That could be a pretty simple CNI rule.

Is it any simpler to have it in the CNI layer instead of in ztunnel though?

In general there is a tension of what goes at which layer. For example, we could skip. ztunnel entirely in cases where we know it won't do anything but pass through.

So far we have leaned towards keeping the CNI simpler so there is a better chance we can replace it with better approaches (and rust is easier than iptables/eBPF)

Is it any simpler to have it in the CNI layer instead of in ztunnel though?

Long term I think so, since the CNI (ours or someone else's) will be handling/redirecting the traffic to listeners within the ztunnel netns based on intended dest anyway, and we already have the concept of directing packets to different well-known ztunnel listener ports and handling them differently as a result (for purposes of early exit/handling bypass in eBPF/iptables redirect logic, for instance)

So far we have leaned towards keeping the CNI simpler so there is a better chance we can replace it with better approaches (and rust is easier than iptables/eBPF)

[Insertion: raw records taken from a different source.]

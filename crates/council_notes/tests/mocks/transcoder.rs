use std::{
    fs,
    path::{Path, PathBuf},
    sync::{Arc, Mutex},
};

use council_notes::AudioTranscoder;

/// Materializes the configured number of segment files on `split` and copies
/// bytes on `compress`, recording every call.
#[derive(Clone)]
pub struct MockTranscoder {
    pub segment_count: usize,
    pub split_calls: Arc<Mutex<Vec<(PathBuf, u16)>>>,
    pub compress_calls: Arc<Mutex<Vec<PathBuf>>>,
    pub fail_with: Option<String>,
}

impl MockTranscoder {
    pub fn with_segments(segment_count: usize) -> Self {
        Self {
            segment_count,
            split_calls: Arc::new(Mutex::new(Vec::new())),
            compress_calls: Arc::new(Mutex::new(Vec::new())),
            fail_with: None,
        }
    }

    pub fn failing(msg: &str) -> Self {
        Self {
            fail_with: Some(msg.to_string()),
            ..Self::with_segments(0)
        }
    }
}

impl AudioTranscoder for MockTranscoder {
    type Error = anyhow::Error;

    fn compress(&self, input: &Path, output: &Path, _bitrate: &str) -> anyhow::Result<()> {
        if let Some(ref msg) = self.fail_with {
            return Err(anyhow::anyhow!("{}", msg));
        }
        self.compress_calls.lock().unwrap().push(input.to_path_buf());
        fs::copy(input, output)?;
        Ok(())
    }

    fn split(
        &self,
        input: &Path,
        segment_duration_seconds: u16,
        output_pattern: &Path,
    ) -> anyhow::Result<()> {
        if let Some(ref msg) = self.fail_with {
            return Err(anyhow::anyhow!("{}", msg));
        }
        self.split_calls
            .lock()
            .unwrap()
            .push((input.to_path_buf(), segment_duration_seconds));

        let dir = output_pattern.parent().expect("pattern should have a parent");
        let pattern = output_pattern
            .file_name()
            .and_then(|n| n.to_str())
            .expect("pattern should be valid UTF-8");

        for i in 0..self.segment_count {
            let name = pattern.replace("%03d", &format!("{i:03}"));
            fs::write(dir.join(name), b"segment bytes")?;
        }
        Ok(())
    }
}
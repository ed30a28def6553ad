use std::{
    path::{Path, PathBuf},
    sync::{Arc, Mutex},
};

use council_notes::{TranscribeResponse, Transcriber};

#[derive(Clone)]
pub struct MockTranscriber {
    pub response_texts: Vec<String>,
    pub calls: Arc<Mutex<Vec<PathBuf>>>,
    pub fail_with: Option<String>,
    pub fail_on_call: Option<(usize, String)>,
}

impl MockTranscriber {
    pub fn new(response_text: &str) -> Self {
        Self::with_fragments(&[response_text])
    }

    pub fn with_fragments(texts: &[&str]) -> Self {
        Self {
            response_texts: texts.iter().map(|t| t.to_string()).collect(),
            calls: Arc::new(Mutex::new(Vec::new())),
            fail_with: None,
            fail_on_call: None,
        }
    }

    pub fn failing(msg: &str) -> Self {
        Self {
            fail_with: Some(msg.to_string()),
            ..Self::with_fragments(&[])
        }
    }

    /// Succeeds until the zero-based `index`-th call, which fails.
    pub fn failing_on_call(index: usize, msg: &str) -> Self {
        Self {
            fail_on_call: Some((index, msg.to_string())),
            ..Self::with_fragments(&["fragment"])
        }
    }
}

impl Transcriber for MockTranscriber {
    const TRANSCRIBER_MODEL: &'static str = "mock-whisper";
    type Error = anyhow::Error;

    async fn transcribe(&self, audio_path: &Path) -> Result<TranscribeResponse, Self::Error> {
        let call_index = {
            let mut calls = self.calls.lock().unwrap();
            calls.push(audio_path.to_path_buf());
            calls.len() - 1
        };

        if let Some(ref msg) = self.fail_with {
            return Err(anyhow::anyhow!("{}", msg));
        }
        if let Some((index, ref msg)) = self.fail_on_call {
            if index == call_index {
                return Err(anyhow::anyhow!("{}", msg));
            }
        }

        let text = self
            .response_texts
            .get(call_index)
            .or_else(|| self.response_texts.last())
            .cloned()
            .unwrap_or_default();

        Ok(TranscribeResponse {
            duration: 120.0,
            text,
        })
    }
}
//! Authentication ports

pub mod ports;
//! Authenticated-caller extractor
//!
//! The token is read from `x-auth-token`, falling back to
//! `Authorization: Bearer <token>`.

use std::sync::Arc;

use axum::extract::FromRequestParts;
use axum::http::header::AUTHORIZATION;
use axum::http::request::Parts;
use axum::http::HeaderMap;
use sharehub_domain::constants::MSG_NO_TOKEN;
use sharehub_domain::{AuthenticatedUser, ShareHubError};

use super::error::ApiError;
use crate::AppContext;

/// Header carrying the raw token
pub const AUTH_TOKEN_HEADER: &str = "x-auth-token";

/// The authenticated caller of a request
#[derive(Debug, Clone)]
pub struct AuthUser(pub AuthenticatedUser);

impl FromRequestParts<Arc<AppContext>> for AuthUser {
    type Rejection = ApiError;

    async fn from_request_parts(
        parts: &mut Parts,
        ctx: &Arc<AppContext>,
    ) -> Result<Self, Self::Rejection> {
        let token = bearer_token(&parts.headers)
            .ok_or_else(|| ShareHubError::Unauthorized(MSG_NO_TOKEN.to_string()))?;

        let user = ctx.authenticator.authenticate(token).await?;
        Ok(AuthUser(user))
    }
}

/// Pull the raw token out of the request headers
pub fn bearer_token(headers: &HeaderMap) -> Option<&str> {
    header_value(headers, AUTH_TOKEN_HEADER).or_else(|| {
        header_value(headers, AUTHORIZATION.as_str())?
            .strip_prefix("Bearer ")
            .map(str::trim)
            .filter(|token| !token.is_empty())
    })
}

fn header_value<'a>(headers: &'a HeaderMap, name: &str) -> Option<&'a str> {
    headers.get(name).and_then(|v| v.to_str().ok()).map(str::trim).filter(|v| !v.is_empty())
}
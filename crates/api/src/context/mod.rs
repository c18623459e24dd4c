//! Application context - dependency injection container

use std::sync::Arc;

use sharehub_core::{Authenticator, ProfileRepository, ProfileService, ResourceCatalog};
use sharehub_domain::{Config, Result, ShareHubError};
use sharehub_infra::{DbManager, MockResourceCatalog, SqliteProfileRepository, TokenAuthenticator};

use crate::utils::health::{ComponentHealth, HealthStatus};

/// Type alias for authenticator port trait object
type DynAuthenticator = dyn Authenticator + Send + Sync + 'static;

/// Type alias for resource catalog port trait object
type DynResourceCatalog = dyn ResourceCatalog + Send + Sync + 'static;

/// Application context - holds all services and dependencies
pub struct AppContext {
    /// Loaded configuration
    pub config: Config,
    /// Shared connection pool
    pub db: Arc<DbManager>,
    /// Profile use cases
    pub profiles: Arc<ProfileService>,
    /// Token verification port
    pub authenticator: Arc<DynAuthenticator>,
    /// Read-only resource catalog
    pub resources: Arc<DynResourceCatalog>,
}

impl AppContext {
    /// Create a new application context with custom configuration
    ///
    /// Tests use this to point at a temporary database.
    pub async fn new_with_config(config: Config) -> Result<Self> {
        if config.auth.token_secret.trim().is_empty() {
            return Err(ShareHubError::Config("auth.token_secret must not be empty".into()));
        }

        let db = Arc::new(DbManager::from_config(&config.database)?);
        db.run_migrations()?;

        let repository: Arc<dyn ProfileRepository> =
            Arc::new(SqliteProfileRepository::new(Arc::clone(&db)));
        let profiles = Arc::new(ProfileService::new(repository));

        let authenticator: Arc<DynAuthenticator> =
            Arc::new(TokenAuthenticator::new(&config.auth.token_secret));

        let resources: Arc<DynResourceCatalog> = Arc::new(MockResourceCatalog::embedded()?);

        tracing::info!(db_path = %db.path().display(), "application context initialised");

        Ok(Self { config, db, profiles, authenticator, resources })
    }

    /// Check the health of the context's dependencies
    pub async fn health_check(&self) -> HealthStatus {
        let catalog = if self.resources.list().is_empty() {
            ComponentHealth::unhealthy("resource_catalog", "no resources loaded")
        } else {
            ComponentHealth::healthy("resource_catalog")
        };

        HealthStatus::new().add_component(self.check_database_health().await).add_component(catalog)
    }

    /// Run a trivial query off the async runtime
    async fn check_database_health(&self) -> ComponentHealth {
        let db = Arc::clone(&self.db);
        match tokio::task::spawn_blocking(move || db.health_check()).await {
            Ok(Ok(())) => ComponentHealth::healthy("database"),
            Ok(Err(err)) => {
                tracing::warn!(error = %err, "database health check failed");
                ComponentHealth::unhealthy("database", err.to_string())
            }
            Err(join_err) => {
                tracing::error!(error = %join_err, "database health check task panicked");
                ComponentHealth::unhealthy("database", "health check task failed")
            }
        }
    }
}
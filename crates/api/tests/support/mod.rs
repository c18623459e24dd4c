#![allow(dead_code)]

use std::sync::Arc;

use axum::body::{to_bytes, Body};
use axum::http::{header, Method, Request, StatusCode};
use axum::Router;
use serde_json::Value;
use sharehub_api::{build_router, AppContext};
use sharehub_common::testing::TempDir;
use sharehub_domain::{AuthConfig, Config, DatabaseConfig};
use sharehub_infra::TokenAuthenticator;
use tower::ServiceExt;

pub const TEST_SECRET: &str = "integration-test-secret";

/// A fully wired application backed by a throwaway database.
pub struct TestApp {
    pub ctx: Arc<AppContext>,
    router: Router,
    signer: TokenAuthenticator,
    /// Keep temporary directory alive for the lifetime of the app.
    _temp_dir: TempDir,
}

/// Build a test config pointing at a database inside `temp_dir`.
pub fn test_config(temp_dir: &TempDir) -> Config {
    Config {
        database: DatabaseConfig {
            path: temp_dir.join("sharehub.db").to_string_lossy().to_string(),
            pool_size: 4,
        },
        auth: AuthConfig { token_secret: TEST_SECRET.to_string() },
        ..Config::default()
    }
}

impl TestApp {
    pub async fn spawn() -> Self {
        let temp_dir =
            TempDir::new("sharehub-api-test").expect("failed to create temporary test directory");

        let ctx = AppContext::new_with_config(test_config(&temp_dir))
            .await
            .expect("failed to create test context");
        let ctx = Arc::new(ctx);

        Self {
            router: build_router(Arc::clone(&ctx)),
            ctx,
            signer: TokenAuthenticator::new(TEST_SECRET),
            _temp_dir: temp_dir,
        }
    }

    /// A valid token for `user_id`
    pub fn token_for(&self, user_id: &str) -> String {
        self.signer.sign(user_id)
    }

    /// Send a request and return status plus raw body text.
    pub async fn send(
        &self,
        method: Method,
        uri: &str,
        token: Option<&str>,
        body: Option<String>,
    ) -> (StatusCode, String) {
        let mut builder = Request::builder().method(method).uri(uri);
        if let Some(token) = token {
            builder = builder.header("x-auth-token", token);
        }
        let body = match body {
            Some(json) => {
                builder = builder.header(header::CONTENT_TYPE, "application/json");
                Body::from(json)
            }
            None => Body::empty(),
        };

        let response = self
            .router
            .clone()
            .oneshot(builder.body(body).expect("failed to build request"))
            .await
            .expect("router is infallible");

        let status = response.status();
        let bytes = to_bytes(response.into_body(), usize::MAX).await.expect("failed to read body");
        (status, String::from_utf8(bytes.to_vec()).expect("body is not UTF-8"))
    }

    /// Send a JSON request and parse the JSON response.
    pub async fn json(
        &self,
        method: Method,
        uri: &str,
        token: Option<&str>,
        body: Option<Value>,
    ) -> (StatusCode, Value) {
        let (status, text) = self.send(method, uri, token, body.map(|v| v.to_string())).await;
        let value = if text.is_empty() {
            Value::Null
        } else {
            serde_json::from_str(&text).expect("response is not JSON")
        };
        (status, value)
    }
}

/// A complete, valid profile body
pub fn complete_profile() -> Value {
    serde_json::json!({
        "fName": "Ada",
        "lName": "Lovelace",
        "name": "ada",
        "email": "ada@example.com",
        "githubUrl": "https://github.com/ada"
    })
}
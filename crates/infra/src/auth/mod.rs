//! Request authentication adapters

pub mod token;

pub use token::TokenAuthenticator;
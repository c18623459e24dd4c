//! ShareHub - profile API and resource-sharing client shell
//!
//! Main entry point for the HTTP server.

use std::sync::Arc;

use anyhow::Context;
use sharehub_api::utils::logging::init_tracing;
use sharehub_api::{serve, AppContext};

#[tokio::main]
async fn main() -> anyhow::Result<()> {
    // .env must be loaded before the config loader reads the environment
    let dotenv = dotenvy::dotenv();

    let config = sharehub_infra::config::load().context("failed to load configuration")?;
    init_tracing(&config.logging);

    match dotenv {
        Ok(path) => tracing::info!(path = %path.display(), "loaded .env"),
        Err(err) => tracing::debug!(error = %err, "no .env file loaded"),
    }

    let ctx = AppContext::new_with_config(config)
        .await
        .context("failed to initialise application context")?;

    serve(Arc::new(ctx)).await
}
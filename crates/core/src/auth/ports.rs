//! Port interfaces for request authentication

use async_trait::async_trait;
use sharehub_domain::{AuthenticatedUser, Result};

/// Resolves a bearer credential to the user it was issued for
#[async_trait]
pub trait Authenticator: Send + Sync {
    /// Verify `token`, returning the principal or `ShareHubError::Unauthorized`
    async fn authenticate(&self, token: &str) -> Result<AuthenticatedUser>;
}
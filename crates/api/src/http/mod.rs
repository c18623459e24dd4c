//! HTTP surface: router, extractors, handlers and the error envelope

pub mod auth;
pub mod error;
pub mod profiles;
pub mod shell;

use std::sync::Arc;

use axum::extract::State;
use axum::http::{header, HeaderName, Method, StatusCode, Uri};
use axum::response::IntoResponse;
use axum::routing::{get, post};
use axum::{Json, Router};
use tower::ServiceBuilder;
use tower_http::cors::{Any, CorsLayer};
use tower_http::trace::TraceLayer;

use self::error::ApiError;
use crate::AppContext;

/// Assemble the full application router
pub fn build_router(ctx: Arc<AppContext>) -> Router {
    let cors = CorsLayer::new()
        .allow_origin(Any)
        .allow_methods([Method::GET, Method::POST, Method::PUT, Method::DELETE, Method::OPTIONS])
        .allow_headers([
            header::CONTENT_TYPE,
            header::AUTHORIZATION,
            HeaderName::from_static(auth::AUTH_TOKEN_HEADER),
        ]);

    Router::new()
        .route("/api/profiles/all", get(profiles::list_profiles))
        .route("/api/profiles/{id}", get(profiles::get_profile))
        .route(
            "/api/profiles",
            post(profiles::create_profile)
                .put(profiles::update_profile)
                .delete(profiles::delete_profile),
        )
        .route("/health", get(health))
        .method_not_allowed_fallback(method_not_allowed)
        .fallback(shell::client_shell)
        .layer(ServiceBuilder::new().layer(TraceLayer::new_for_http()).layer(cors))
        .with_state(ctx)
}

async fn health(State(ctx): State<Arc<AppContext>>) -> impl IntoResponse {
    let status = ctx.health_check().await;
    let code = if status.is_healthy { StatusCode::OK } else { StatusCode::SERVICE_UNAVAILABLE };
    (code, Json(status))
}

async fn method_not_allowed(method: Method, uri: Uri) -> ApiError {
    ApiError::MethodNotAllowed(format!("{method} {}", uri.path()))
}
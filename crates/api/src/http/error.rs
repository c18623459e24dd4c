//! Uniform error responses
//!
//! Every failure leaves the API as
//! `{"errors": {"kind": ..., "message": ..., "fields": [...]}}`.

use axum::extract::rejection::JsonRejection;
use axum::http::StatusCode;
use axum::response::{IntoResponse, Response};
use axum::Json;
use serde::Serialize;
use sharehub_domain::{FieldViolation, ShareHubError};
use thiserror::Error;

const GENERIC_SERVER_MESSAGE: &str = "Server error";

/// Every way a request can fail at the HTTP boundary
#[derive(Error, Debug)]
pub enum ApiError {
    /// Failure reported by the service layer
    #[error(transparent)]
    Domain(#[from] ShareHubError),

    /// Body could not be decoded
    #[error("Malformed payload: {0}")]
    MalformedPayload(String),

    /// Known path, unsupported method
    #[error("Method not allowed: {0}")]
    MethodNotAllowed(String),
}

impl From<JsonRejection> for ApiError {
    fn from(rejection: JsonRejection) -> Self {
        ApiError::MalformedPayload(rejection.body_text())
    }
}

impl ApiError {
    /// HTTP status this error is sent with
    pub fn status(&self) -> StatusCode {
        match self {
            ApiError::MalformedPayload(_) => StatusCode::BAD_REQUEST,
            ApiError::MethodNotAllowed(_) => StatusCode::METHOD_NOT_ALLOWED,
            ApiError::Domain(err) => status_for(err),
        }
    }
}

/// HTTP status for a domain error
pub fn status_for(err: &ShareHubError) -> StatusCode {
    match err {
        ShareHubError::ValidationFailed(_) | ShareHubError::InvalidInput(_) => {
            StatusCode::BAD_REQUEST
        }
        ShareHubError::Unauthorized(_) => StatusCode::UNAUTHORIZED,
        ShareHubError::NotFound(_) => StatusCode::NOT_FOUND,
        ShareHubError::Conflict(_) => StatusCode::CONFLICT,
        ShareHubError::Database(_) | ShareHubError::Config(_) | ShareHubError::Internal(_) => {
            StatusCode::INTERNAL_SERVER_ERROR
        }
    }
}

#[derive(Debug, Serialize)]
struct ErrorEnvelope<'a> {
    errors: ErrorBody<'a>,
}

#[derive(Debug, Serialize)]
struct ErrorBody<'a> {
    kind: &'static str,
    message: String,
    #[serde(skip_serializing_if = "Option::is_none")]
    fields: Option<&'a [FieldViolation]>,
}

impl IntoResponse for ApiError {
    fn into_response(self) -> Response {
        let status = self.status();

        let body = match &self {
            ApiError::MalformedPayload(detail) => ErrorBody {
                kind: "invalid_input",
                message: format!("Malformed request body: {detail}"),
                fields: None,
            },
            ApiError::MethodNotAllowed(detail) => ErrorBody {
                kind: "method_not_allowed",
                message: format!("Method not allowed: {detail}"),
                fields: None,
            },
            ApiError::Domain(ShareHubError::ValidationFailed(violations)) => ErrorBody {
                kind: "validation_failed",
                message: "Validation failed".to_string(),
                fields: Some(violations.as_slice()),
            },
            ApiError::Domain(err) if err.is_server_error() => {
                tracing::error!(error = %err, "request failed on the server side");
                ErrorBody { kind: err.label(), message: GENERIC_SERVER_MESSAGE.into(), fields: None }
            }
            ApiError::Domain(err) => {
                ErrorBody { kind: err.label(), message: client_message(err), fields: None }
            }
        };

        (status, Json(ErrorEnvelope { errors: body })).into_response()
    }
}

fn client_message(err: &ShareHubError) -> String {
    match err {
        ShareHubError::InvalidInput(msg)
        | ShareHubError::Unauthorized(msg)
        | ShareHubError::Conflict(msg) => msg.clone(),
        ShareHubError::NotFound(what) => format!("Not found: {what}"),
        other => other.to_string(),
    }
}
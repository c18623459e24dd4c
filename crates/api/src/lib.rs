//! # ShareHub API
//!
//! HTTP application layer - router, handlers and the server entry point.
//!
//! This crate contains:
//! - The `/api/profiles` REST handlers and auth extractor
//! - The server-rendered client shell
//! - Application context (dependency injection)
//!
//! ## Architecture
//! - Depends on `domain`, `core`, and `infra`
//! - Wires up the hexagonal architecture
//! - Owns the only mapping from domain errors to HTTP responses

pub mod context;
pub mod http;
pub mod server;
pub mod utils;

// Re-export for convenience
pub use context::*;
pub use http::build_router;
pub use server::serve;
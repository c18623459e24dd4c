//! Authenticated principal types

use serde::{Deserialize, Serialize};

/// The caller on whose behalf an authenticated request runs
///
/// Handlers receive this explicitly instead of reading ambient request state.
#[derive(Debug, Clone, PartialEq, Eq, Hash, Serialize, Deserialize)]
pub struct AuthenticatedUser {
    /// Id the token was issued for
    pub user_id: String,
}

impl AuthenticatedUser {
    /// Principal for `user_id`
    pub fn new(user_id: impl Into<String>) -> Self {
        Self { user_id: user_id.into() }
    }
}
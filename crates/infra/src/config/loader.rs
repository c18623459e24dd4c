//! Configuration loader
//!
//! Loads application configuration from environment variables or files.
//!
//! ## Loading Strategy
//! 1. First, attempts to load from environment variables
//! 2. If a required variable is missing, falls back to loading from file
//! 3. Probes multiple paths for config files
//! 4. Supports JSON and TOML formats
//!
//! ## Environment Variables
//! - `SHAREHUB_DB_PATH`: Database file path (required)
//! - `SHAREHUB_AUTH_SECRET`: Secret used to verify auth tokens (required)
//! - `SHAREHUB_DB_POOL_SIZE`: Connection pool size
//! - `SHAREHUB_HOST` / `SHAREHUB_PORT`: Listener address
//! - `SHAREHUB_LOG_LEVEL`: Default log filter when `RUST_LOG` is unset
//! - `SHAREHUB_LOG_JSON`: Emit JSON log lines (true/false)
//!
//! ## File Locations
//! The loader probes the following paths (in order):
//! 1. `./config.json` or `./config.toml` (current working directory)
//! 2. `./sharehub.json` or `./sharehub.toml` (current working directory)
//! 3. `../config.json` or `../config.toml` (parent directory)
//! 4. Relative to executable location

use std::path::{Path, PathBuf};
use std::str::FromStr;

use sharehub_domain::{
    AuthConfig, Config, DatabaseConfig, LoggingConfig, Result, ServerConfig, ShareHubError,
};

const CONFIG_FILE_NAMES: [&str; 4] = ["config.json", "config.toml", "sharehub.json", "sharehub.toml"];

/// Load configuration with automatic fallback strategy
///
/// # Errors
/// Returns `ShareHubError::Config` if configuration cannot be loaded from
/// either source, the file format is invalid, or the auth secret is empty.
pub fn load() -> Result<Config> {
    let config = match load_from_env() {
        Ok(config) => {
            tracing::info!("Configuration loaded from environment variables");
            config
        }
        Err(e) => {
            tracing::debug!(error = ?e, "Failed to load from environment, trying file");
            load_from_file(None)?
        }
    };

    ensure_secret(&config)?;
    Ok(config)
}

/// Load configuration from environment variables
///
/// # Errors
/// Returns `ShareHubError::Config` if required variables are missing
/// or have invalid values.
pub fn load_from_env() -> Result<Config> {
    let path = env_var("SHAREHUB_DB_PATH")?;
    let token_secret = env_var("SHAREHUB_AUTH_SECRET")?;

    let defaults = Config::default();

    let pool_size = env_parse("SHAREHUB_DB_POOL_SIZE", "pool size")?
        .unwrap_or(defaults.database.pool_size);
    let host = std::env::var("SHAREHUB_HOST").unwrap_or(defaults.server.host);
    let port = env_parse("SHAREHUB_PORT", "port")?.unwrap_or(defaults.server.port);
    let level = std::env::var("SHAREHUB_LOG_LEVEL").unwrap_or(defaults.logging.level);
    let json = env_bool("SHAREHUB_LOG_JSON", defaults.logging.json);

    Ok(Config {
        server: ServerConfig { host, port },
        database: DatabaseConfig { path, pool_size },
        auth: AuthConfig { token_secret },
        logging: LoggingConfig { level, json },
    })
}

/// Load configuration from a file
///
/// If `path` is `None`, probes multiple locations for config files.
/// Format is detected by file extension.
///
/// # Errors
/// Returns `ShareHubError::Config` if the file is missing, no file is found
/// when probing, or the contents do not parse.
pub fn load_from_file(path: Option<PathBuf>) -> Result<Config> {
    let config_path = match path {
        Some(p) => {
            if !p.exists() {
                return Err(ShareHubError::Config(format!(
                    "Config file not found: {}",
                    p.display()
                )));
            }
            p
        }
        None => probe_config_paths().ok_or_else(|| {
            ShareHubError::Config(
                "No config file found in any of the standard locations".to_string(),
            )
        })?,
    };

    tracing::info!(path = %config_path.display(), "Loading configuration from file");

    let contents = std::fs::read_to_string(&config_path)
        .map_err(|e| ShareHubError::Config(format!("Failed to read config file: {}", e)))?;

    parse_config(&contents, &config_path)
}

fn parse_config(contents: &str, path: &Path) -> Result<Config> {
    let extension = path.extension().and_then(|e| e.to_str()).unwrap_or("json");

    match extension {
        "toml" => toml::from_str(contents)
            .map_err(|e| ShareHubError::Config(format!("Invalid TOML format: {}", e))),
        "json" => serde_json::from_str(contents)
            .map_err(|e| ShareHubError::Config(format!("Invalid JSON format: {}", e))),
        _ => Err(ShareHubError::Config(format!("Unsupported config format: {}", extension))),
    }
}

/// Probe the working directory, its parent, and the executable's directory
/// for a config file. Returns the first one that exists.
pub fn probe_config_paths() -> Option<PathBuf> {
    let mut roots = Vec::new();

    if let Ok(cwd) = std::env::current_dir() {
        roots.push(cwd.clone());
        roots.push(cwd.join(".."));
    }
    if let Some(exe_dir) = std::env::current_exe().ok().and_then(|p| p.parent().map(Path::to_path_buf))
    {
        roots.push(exe_dir);
    }

    roots
        .iter()
        .flat_map(|root| CONFIG_FILE_NAMES.iter().map(move |name| root.join(name)))
        .find(|path| path.exists())
}

fn ensure_secret(config: &Config) -> Result<()> {
    if config.auth.token_secret.trim().is_empty() {
        return Err(ShareHubError::Config("auth.token_secret must not be empty".to_string()));
    }
    Ok(())
}

fn env_var(key: &str) -> Result<String> {
    std::env::var(key).map_err(|_| {
        ShareHubError::Config(format!("Missing required environment variable: {}", key))
    })
}

fn env_parse<T>(key: &str, what: &str) -> Result<Option<T>>
where
    T: FromStr,
    T::Err: std::fmt::Display,
{
    match std::env::var(key) {
        Ok(raw) => raw
            .parse::<T>()
            .map(Some)
            .map_err(|e| ShareHubError::Config(format!("Invalid {}: {}", what, e))),
        Err(_) => Ok(None),
    }
}

/// Parse boolean from environment variable
///
/// Accepts: `1`/`0`, `true`/`false`, `yes`/`no`, `on`/`off` (case-insensitive)
fn env_bool(key: &str, default: bool) -> bool {
    std::env::var(key)
        .ok()
        .map(|s| matches!(s.to_ascii_lowercase().as_str(), "1" | "true" | "yes" | "on"))
        .unwrap_or(default)
}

Absolutely a fan of keeping CNI simpler, but sending captured traffic based on intended dest to a given ztunnel listener is what CNI is for - that's what it does best. It's how we do DNS redir for instance. CNI redir already does special-casing around certain dest ports (or whether src is host ip, etc etc) for purposes of data path optimization - it's already handling this stuff, and adding this would probably be a single iptables rule.

Feels logically consistent to maintain that pattern here, and it has the added benefit of making it very easy for the IP to be changed or redefined however the network owner wants it, without ztunnel caring (or us needing to add a flag/envvar to ztunnel to let people define what they want).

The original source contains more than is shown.